Film Photography

You can’t go wrong with Pentax glass

Pentax KM

I took my Pentax KM with me to West Virginia, with the 55mm f/1.8 SMC Pentax lens attached. I had been itching to shoot with that combo again. The KM with that lens had given me such great results with color film when I tried it last year that I wanted to see how it handled black-and-white film. I chose Kodak T-Max 400 for its fine grain, after grainier Tri-X 400 disappointed me in WV last year.

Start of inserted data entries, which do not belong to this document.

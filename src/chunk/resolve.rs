//! Build-order resolution over capability keys.
//!
//! Requirements are satisfied by *keys*, not by specific chunks: several chunks
//! may provide the same key and the initial container may already hold it. We
//! index the still-missing keys to the chunks waiting on them and emit ready
//! chunks in discovery-ordered passes until no pass makes progress.

use std::collections::{BTreeMap, BTreeSet, HashMap};

use crate::error::UnresolvedDependencies;

use super::ModuleDescriptor;

/// Order `descriptors` so each one's `requires` is covered by `initial_keys`
/// plus the `provides` of everything before it.
pub fn resolve<I, S>(
    descriptors: Vec<ModuleDescriptor>,
    initial_keys: I,
) -> Result<Vec<ModuleDescriptor>, UnresolvedDependencies>
where
    I: IntoIterator<Item = S>,
    S: Into<String>,
{
    let mut available: BTreeSet<String> = initial_keys.into_iter().map(Into::into).collect();

    // waiters[key] = chunks (by discovery index) still missing `key`
    let mut waiters: HashMap<String, Vec<usize>> = HashMap::new();
    let mut outstanding: Vec<usize> = Vec::with_capacity(descriptors.len());
    let mut ready: BTreeSet<usize> = BTreeSet::new();

    for (idx, d) in descriptors.iter().enumerate() {
        let mut count = 0;
        for key in d.requires.iter().filter(|k| !available.contains(*k)) {
            waiters.entry(key.clone()).or_default().push(idx);
            count += 1;
        }
        outstanding.push(count);
        if count == 0 {
            ready.insert(idx);
        }
    }

    // A pass walks the chunks in discovery order and emits each one that is
    // ready when the walk reaches it, including chunks unlocked earlier in the
    // same pass. Chunks unlocked behind the cursor wait for the next pass.
    let mut order: Vec<usize> = Vec::with_capacity(descriptors.len());
    let mut cursor: Option<usize> = None;
    loop {
        let Some(idx) = cursor
            .and_then(|c| ready.range(c + 1..).next().copied())
            .or_else(|| ready.first().copied())
        else {
            break;
        };
        ready.remove(&idx);
        order.push(idx);
        cursor = Some(idx);

        for key in &descriptors[idx].provides {
            if !available.insert(key.clone()) {
                continue;
            }
            for waiter in waiters.remove(key).unwrap_or_default() {
                outstanding[waiter] -= 1;
                if outstanding[waiter] == 0 {
                    ready.insert(waiter);
                }
            }
        }
    }

    if order.len() < descriptors.len() {
        let emitted: BTreeSet<usize> = order.iter().copied().collect();
        let mut missing: BTreeMap<String, BTreeSet<String>> = BTreeMap::new();
        for (_, d) in descriptors
            .iter()
            .enumerate()
            .filter(|(idx, _)| !emitted.contains(idx))
        {
            missing
                .entry(d.name())
                .or_default()
                .extend(d.requires.difference(&available).cloned());
        }
        return Err(UnresolvedDependencies { missing });
    }

    let mut slots: Vec<Option<ModuleDescriptor>> = descriptors.into_iter().map(Some).collect();
    Ok(order
        .into_iter()
        .filter_map(|idx| slots[idx].take())
        .collect())
}
use std::sync::Arc;
use std::sync::atomic::{AtomicUsize, Ordering};

use pretty_assertions::assert_eq;
use serde_json::{Value, json};

use voide::assemble::{AssembleOptions, assemble_shared};
use voide::container::Container;
use voide::error::RunError;
use voide::graph::exchange::load_graph;
use voide::{BuildCatalog, Edge, Graph, Message, Node, compile};

fn obj(value: Value) -> Message {
    match value {
        Value::Object(map) => map,
        other => panic!("expected object, got {other}"),
    }
}

/// A container with a handful of scripted operations. `Count` bumps `calls`
/// and reports the running total.
fn scripted(calls: Arc<AtomicUsize>) -> Arc<Container> {
    let mut c = Container::new(Message::new());
    let ops = c.ops_mut();
    ops.register_fn("ConstA", |_m, _c, _ctr| Ok(json!({"a": 1})));
    ops.register_fn("ConstB", |_m, _c, _ctr| Ok(json!({"b": 2})));
    ops.register_fn("Result7", |_m, _c, _ctr| Ok(json!({"result": 7, "meta": "ok"})));
    ops.register_fn("Echo", |m, _c, _ctr| Ok(Value::Object(m)));
    ops.register_fn("Scalar", |_m, _c, _ctr| Ok(json!(42)));
    ops.register_fn("Count", move |_m, _c, _ctr| {
        let n = calls.fetch_add(1, Ordering::SeqCst) + 1;
        Ok(json!({"n": n}))
    });
    Arc::new(c)
}

fn graph(nodes: &[(&str, &str)], edges: &[(&str, &str, &str, &str)]) -> Graph {
    let mut g = Graph::new();
    for (id, ty) in nodes {
        g.add_node(Node::new(*id, *ty)).unwrap();
    }
    for (from, from_port, to, to_port) in edges {
        g.add_edge(Edge::new(*from, *from_port, *to, *to_port));
    }
    g
}

#[test]
fn two_incoming_edges_build_exactly_the_ports() {
    let g = graph(
        &[("x", "ConstA"), ("y", "ConstB"), ("join", "Echo")],
        &[("x", "a", "join", "a"), ("y", "b", "join", "b")],
    );
    let out = compile(g, scripted(Arc::default())).run(&Message::new()).unwrap();
    assert_eq!(Value::Object(out["join"].clone()), json!({"a": 1, "b": 2}));
}

#[test]
fn single_edge_carries_the_rest_of_the_producer_output() {
    let g = graph(
        &[("p", "Result7"), ("c", "Echo")],
        &[("p", "result", "c", "in")],
    );
    let out = compile(g, scripted(Arc::default())).run(&Message::new()).unwrap();
    assert_eq!(Value::Object(out["c"].clone()), json!({"in": 7, "meta": "ok"}));
}

#[test]
fn sources_receive_the_payload() {
    let g = graph(&[("first", "Echo"), ("second", "Echo")], &[]);
    let payload = obj(json!({"task": "t", "n": [1, 2]}));
    let out = compile(g, scripted(Arc::default())).run(&payload).unwrap();

    assert_eq!(out["first"], payload);
    assert_eq!(out["second"], payload);
    assert_eq!(out.keys().collect::<Vec<_>>(), vec!["first", "second"]);
}

#[test]
fn cycle_aborts_before_any_operation() {
    let calls = Arc::new(AtomicUsize::new(0));
    let g = graph(
        &[("a", "Count"), ("b", "Count"), ("lone", "Count")],
        &[("a", "n", "b", "n"), ("b", "n", "a", "n")],
    );

    let err = compile(g, scripted(calls.clone())).run(&Message::new()).unwrap_err();
    let RunError::Cycle(cycle) = err else {
        panic!("expected a cycle error");
    };
    assert_eq!(cycle.nodes.first(), cycle.nodes.last());
    assert_eq!(calls.load(Ordering::SeqCst), 0);
}

#[test]
fn unknown_operation_is_reported() {
    let g = graph(&[("n", "Missing")], &[]);
    let err = compile(g, scripted(Arc::default())).run(&Message::new()).unwrap_err();
    assert!(
        matches!(&err, RunError::UnknownOperation { node, type_name } if node == "n" && type_name == "Missing"),
        "{err}"
    );
}

#[test]
fn non_object_result_is_rejected() {
    let g = graph(&[("s", "Scalar")], &[]);
    let err = compile(g, scripted(Arc::default())).run(&Message::new()).unwrap_err();
    assert!(
        matches!(&err, RunError::MalformedResult { found: "number", .. }),
        "{err}"
    );
}

#[test]
fn ambiguous_port_is_unmappable() {
    let calls = Arc::new(AtomicUsize::new(0));
    let g = graph(
        &[("p", "Result7"), ("c", "Count")],
        &[("p", "missing", "c", "in")],
    );
    let err = compile(g, scripted(calls.clone())).run(&Message::new()).unwrap_err();
    match err {
        RunError::UnmappableEdge { available, .. } => assert_eq!(available, vec!["result", "meta"]),
        other => panic!("unexpected error: {other}"),
    }
    assert_eq!(calls.load(Ordering::SeqCst), 0);
}

#[test]
fn dangling_edge_fails_before_running() {
    let calls = Arc::new(AtomicUsize::new(0));
    let g = graph(&[("a", "Count")], &[("a", "n", "ghost", "n")]);
    let err = compile(g, scripted(calls.clone())).run(&Message::new()).unwrap_err();
    assert!(
        matches!(&err, RunError::DanglingEdge { missing, .. } if missing == "ghost"),
        "{err}"
    );
    assert_eq!(calls.load(Ordering::SeqCst), 0);
}

#[test]
fn port_map_routes_named_ports() {
    let mut g = Graph::new();
    g.add_node(
        Node::new("p", "Result7").with_config(obj(json!({"port_map": {"value": "result"}}))),
    )
    .unwrap();
    g.add_node(Node::new("c", "Echo")).unwrap();
    g.add_edge(Edge::new("p", "value", "c", "v"));

    let out = compile(g, scripted(Arc::default())).run(&Message::new()).unwrap();
    assert_eq!(Value::Object(out["c"].clone()), json!({"v": 7, "meta": "ok"}));
}

#[test]
fn concurrent_runs_share_one_runner() {
    let calls = Arc::new(AtomicUsize::new(0));
    let runner = compile(graph(&[("c", "Count")], &[]), scripted(calls.clone()));

    std::thread::scope(|s| {
        for _ in 0..4 {
            s.spawn(|| {
                for _ in 0..25 {
                    runner.run(&Message::new()).unwrap();
                }
            });
        }
    });
    assert_eq!(calls.load(Ordering::SeqCst), 100);
}

#[test]
fn demo_graph_runs_against_shipped_chunks() {
    let options = AssembleOptions {
        chunks_glob: concat!(env!("CARGO_MANIFEST_DIR"), "/chunks/*.json").to_string(),
        config: Message::new(),
    };
    let container = assemble_shared(&options, &BuildCatalog::with_builtins()).unwrap();
    let graph = load_graph(concat!(env!("CARGO_MANIFEST_DIR"), "/demos/summarize.json").as_ref()).unwrap();
    let runner = compile(graph, container);

    let out = runner.run(&obj(json!({"task": "the report"}))).unwrap();
    assert_eq!(
        Value::Object(out["llm"].clone()),
        json!({"completion": "ECHO: Summarize: the report"})
    );
    assert_eq!(
        Value::Object(out["remember"].clone()),
        json!({"stored": true, "key": "last"})
    );

    let memory = runner
        .container()
        .handle::<voide::builtin::memory::MemoryStore>("memory")
        .unwrap();
    assert_eq!(
        memory.get("last", None),
        Some(json!({"completion": "ECHO: Summarize: the report"}))
    );
}
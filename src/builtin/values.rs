//! `values`: a declarative chunk that publishes each of its settings as a
//! container key.

use crate::container::Container;
use crate::operation::Message;

pub fn build(container: &mut Container, settings: &Message) -> anyhow::Result<()> {
    for (key, value) in settings {
        container.insert_value(key.clone(), value.clone())?;
    }
    Ok(())
}
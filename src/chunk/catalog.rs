use std::collections::BTreeMap;
use std::sync::Arc;

use crate::builtin;
use crate::container::Container;
use crate::operation::Message;

/// A chunk's build entry point: wires things into the container, using the
/// chunk's `settings`.
pub type BuildFn = Arc<dyn Fn(&mut Container, &Message) -> anyhow::Result<()> + Send + Sync>;

/// Build entry points that chunk manifests may name in their `build` field.
#[derive(Clone, Default)]
pub struct BuildCatalog {
    entries: BTreeMap<String, BuildFn>,
}

impl BuildCatalog {
    pub fn new() -> Self {
        Self::default()
    }

    /// Catalog preloaded with every builder shipped in [`crate::builtin`].
    pub fn with_builtins() -> Self {
        let mut catalog = Self::new();
        builtin::register_all(&mut catalog);
        catalog
    }

    pub fn register<F>(&mut self, name: impl Into<String>, build: F) -> &mut Self
    where
        F: Fn(&mut Container, &Message) -> anyhow::Result<()> + Send + Sync + 'static,
    {
        self.entries.insert(name.into(), Arc::new(build));
        self
    }

    pub fn get(&self, name: &str) -> Option<BuildFn> {
        self.entries.get(name).cloned()
    }

    pub fn names(&self) -> impl Iterator<Item = &str> {
        self.entries.keys().map(String::as_str)
    }
}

I took a number of photos at the Savage House in Charleston, where we stayed. I was really looking forward to each one of them, too, but every last photo on the roll was underexposed. I think I forgot to set the KM’s film-speed dial to 400. D’oh! Photoshop Elements revived some of the photos but couldn’t save them all. This little lion stands watch over the street.

Lion

This girl carrying a jug is in the middle of a birdbath just under the front window.

Carrying a jug

Many of the photos that wouldn’t be saved came from inside the house. The setting sun bathed my bedroom in delicious light and I shot a whole bunch of frames there trying to take advantage of it. This selfie turned out passably after I Photoshopped the bejebus out of it. It looks fine at this size, but if you blow it up to full size you can see some blotchiness and pixelation.

Selfie

This is my favorite photo on the whole roll. On the way back from the family reunion in Montgomery, we passed through tiny Handley, which is the world’s Grey-family headquarters. It’s a railroad town of about 400 whose glory days, to the extent it ever had them, are 50 years past. The four-room schoolhouse my father attended there has been abandoned for decades now. Here’s dad descending the steps from the schoolhouse.

Abandoned school

This is the schoolhouse view down into the valley. The “hard road” lies between the houses and the rails; the Kanawha River between the rails and the hill that ascends beyond. Dad’s car waits there to take us away.

Handley, WV

A few shots were left on the roll when I returned home. These purple carnations were in a purple vase on my dining-room table, and when I moved them into the sunlight they made a fine subject.

Carnations

This 55mm f/1.8 SMC Pentax lens is pushing 40 years old, but it still delights.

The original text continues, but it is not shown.